If one looks for its bench, the IPC gains clock to clock against Matisse vary between workloads, some see a 30% increase but others display only 5-8% increase.
I was not sure how AMD could claim almost 20% overall IPC gain against Matisse clock to clock, but in reality this figure vary between workloads.
The rest of the performances being brought by achieving decent all cores clocks compared to Matisse.
I will not spent time to write some Assembly code to test really each AMD claims, but it is what reviewers should do regarding the Vermeer architecture changes.
I want also to point out that none of the mainstream reviewers proposed a clock to clock comparison in games for example.
I was even more surprised that Anandtech, that should be better than the basic youtube reviews, verified the AMD IPC claims without explaining what Industry Standard means???!!
In my opinion, Dr. Ian Cutress bold statement of 19% IPC gain to back up AMD claim does not hold up when one look into a particular workload.
Anandtech IPC Test
Anandtech Industry Standard
I was also surprised that Igor's Lab did not performed more in depth test to verify the AMD IPC claims.
On overall i'm a bit deceived by the reviewers in general, compared to what the reviewers were able to deliver years ago.
I really miss the Hardware dot fr reviews and wish it would still be alive today!

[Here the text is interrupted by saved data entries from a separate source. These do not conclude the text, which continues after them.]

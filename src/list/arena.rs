use crate::list::Node;
use log::debug;
use std::fmt;
use std::num::NonZeroU32;

/// A slot pointer into an [`Arena`].
///
/// It is stored 1-based in a `NonZeroU32`, so `Option<Ptr>` is as small as
/// `Ptr` itself and `None` plays the role of a null link.
#[derive(Clone, Copy, PartialEq, Eq, Hash)]
#[repr(transparent)]
pub(crate) struct Ptr(NonZeroU32);

impl fmt::Debug for Ptr {
    fn fmt(&self, f: &mut fmt::Formatter<'_>) -> fmt::Result {
        write!(f, "Ptr({})", self.index())
    }
}

impl Ptr {
    fn from_index(index: usize) -> Self {
        assert!(index < u32::MAX as usize, "Arena cannot hold more than u32::MAX - 1 nodes");
        match NonZeroU32::new(index as u32 + 1) {
            Some(raw) => Ptr(raw),
            None => unreachable!("index + 1 is never zero"),
        }
    }

    pub(crate) fn index(self) -> usize {
        self.0.get() as usize - 1
    }
}

#[cold]
#[inline(never)]
fn assert_vacant() -> ! {
    panic!("Attempted to access the node of a vacant slot");
}

enum SlotState<T> {
    Vacant { next_free: Option<Ptr> },
    Occupied(Node<T>),
}

pub(crate) struct Slot<T> {
    /// Bumped every time the slot is freed, so handles taken before the
    /// removal no longer match.
    generation: u32,
    state: SlotState<T>,
}

impl<T> Slot<T> {
    pub(crate) fn node(&self) -> &Node<T> {
        match &self.state {
            SlotState::Occupied(node) => node,
            SlotState::Vacant { .. } => assert_vacant(),
        }
    }

    pub(crate) fn node_mut(&mut self) -> &mut Node<T> {
        match &mut self.state {
            SlotState::Occupied(node) => node,
            SlotState::Vacant { .. } => assert_vacant(),
        }
    }
}

/// Slot storage for the nodes of one list.
///
/// Freed slots are threaded onto a free list through `next_free` and reused
/// by later allocations.
pub(crate) struct Arena<T> {
    slots: Vec<Slot<T>>,
    free_head: Option<Ptr>,
}

impl<T> Arena<T> {
    pub(crate) fn new() -> Self {
        Arena {
            slots: Vec::new(),
            free_head: None,
        }
    }

    pub(crate) fn alloc(&mut self, node: Node<T>) -> Ptr {
        match self.free_head {
            Some(ptr) => {
                let slot = &mut self.slots[ptr.index()];
                let next_free = match slot.state {
                    SlotState::Vacant { next_free } => next_free,
                    SlotState::Occupied(_) => unreachable!("free list points to an occupied slot"),
                };
                slot.state = SlotState::Occupied(node);
                self.free_head = next_free;
                ptr
            }
            None => {
                let ptr = Ptr::from_index(self.slots.len());
                self.slots.push(Slot {
                    generation: 0,
                    state: SlotState::Occupied(node),
                });
                ptr
            }
        }
    }

    /// Free an occupied slot and return its node.
    ///
    /// A slot whose generation cannot be bumped any further is retired: it
    /// stays vacant and is never handed out again, so no old handle can
    /// match it.
    ///
    /// # Panics
    ///
    /// Panics if the slot is already vacant.
    pub(crate) fn free(&mut self, ptr: Ptr) -> Node<T> {
        let slot = &mut self.slots[ptr.index()];
        if let SlotState::Vacant { .. } = slot.state {
            assert_vacant();
        }
        let next_generation = slot.generation.checked_add(1);
        let next_free = match next_generation {
            Some(_) => self.free_head,
            None => None,
        };
        let state = std::mem::replace(&mut slot.state, SlotState::Vacant { next_free });
        match next_generation {
            Some(generation) => {
                slot.generation = generation;
                self.free_head = Some(ptr);
            }
            None => debug!("retired slot {:?} after exhausting its generations", ptr),
        }
        match state {
            SlotState::Occupied(node) => node,
            SlotState::Vacant { .. } => unreachable!(),
        }
    }

    pub(crate) fn generation(&self, ptr: Ptr) -> u32 {
        self.slots[ptr.index()].generation
    }

    /// Returns `true` if `ptr` names an occupied slot that has not been
    /// freed since `generation` was observed.
    pub(crate) fn is_live(&self, ptr: Ptr, generation: u32) -> bool {
        match self.slots.get(ptr.index()) {
            Some(slot) => {
                slot.generation == generation && matches!(slot.state, SlotState::Occupied(_))
            }
            None => false,
        }
    }

    pub(crate) fn node(&self, ptr: Ptr) -> &Node<T> {
        self.slots[ptr.index()].node()
    }

    pub(crate) fn node_mut(&mut self, ptr: Ptr) -> &mut Node<T> {
        self.slots[ptr.index()].node_mut()
    }

    /// Swap the elements stored in two occupied slots, leaving their links
    /// untouched.
    pub(crate) fn swap_elements(&mut self, a: Ptr, b: Ptr) {
        let (a, b) = (a.index(), b.index());
        if a == b {
            return;
        }
        let (low, high) = (a.min(b), a.max(b));
        let (left, right) = self.slots.split_at_mut(high);
        std::mem::swap(
            &mut left[low].node_mut().element,
            &mut right[0].node_mut().element,
        );
    }

    /// Raw base pointer of the slot storage, used by [`IterMut`] to hand out
    /// disjoint mutable references.
    ///
    /// [`IterMut`]: crate::IterMut
    pub(crate) fn slots_ptr(&mut self) -> *mut Slot<T> {
        self.slots.as_mut_ptr()
    }

    /// Fast-forward the generation of a slot, standing in for that many
    /// free and alloc cycles.
    #[cfg(test)]
    pub(crate) fn set_generation(&mut self, ptr: Ptr, generation: u32) {
        self.slots[ptr.index()].generation = generation;
    }

    #[cfg(test)]
    pub(crate) fn capacity(&self) -> usize {
        self.slots.len()
    }
}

Side Note: One need to give credit where it is due!
One can check the 5000 series German review at ComputerBase dot com, it is the only site i found that proposed clock to clock gaming performances.
It explain clearly where the gaming IPC gains stands and the clock contribution to overall performances!
Once again i'm baffled by AMD marketing and overall 5000 series reviews, i can feel and hear AMD engineers, technical staff, bashing their head onto the table.
Just for the sake, i checked if Asus would had released a new bios update for the X370-F Srtix.
Asus indeed released the bios version 5601 AGESA 1.0.0.6 the 27/7/20 that i briefly tested and noticed that it completely killed the memory and FClock overclock in my case.
So i reverted to the 5406 because i couldn't get anymore the fabric clock to reach 1900mhz.
Then Asus released another bios version 5603 AGESA 1.0.0.6 the 10/8/20 that i had not yet tested, so i spent some time checking if something changed.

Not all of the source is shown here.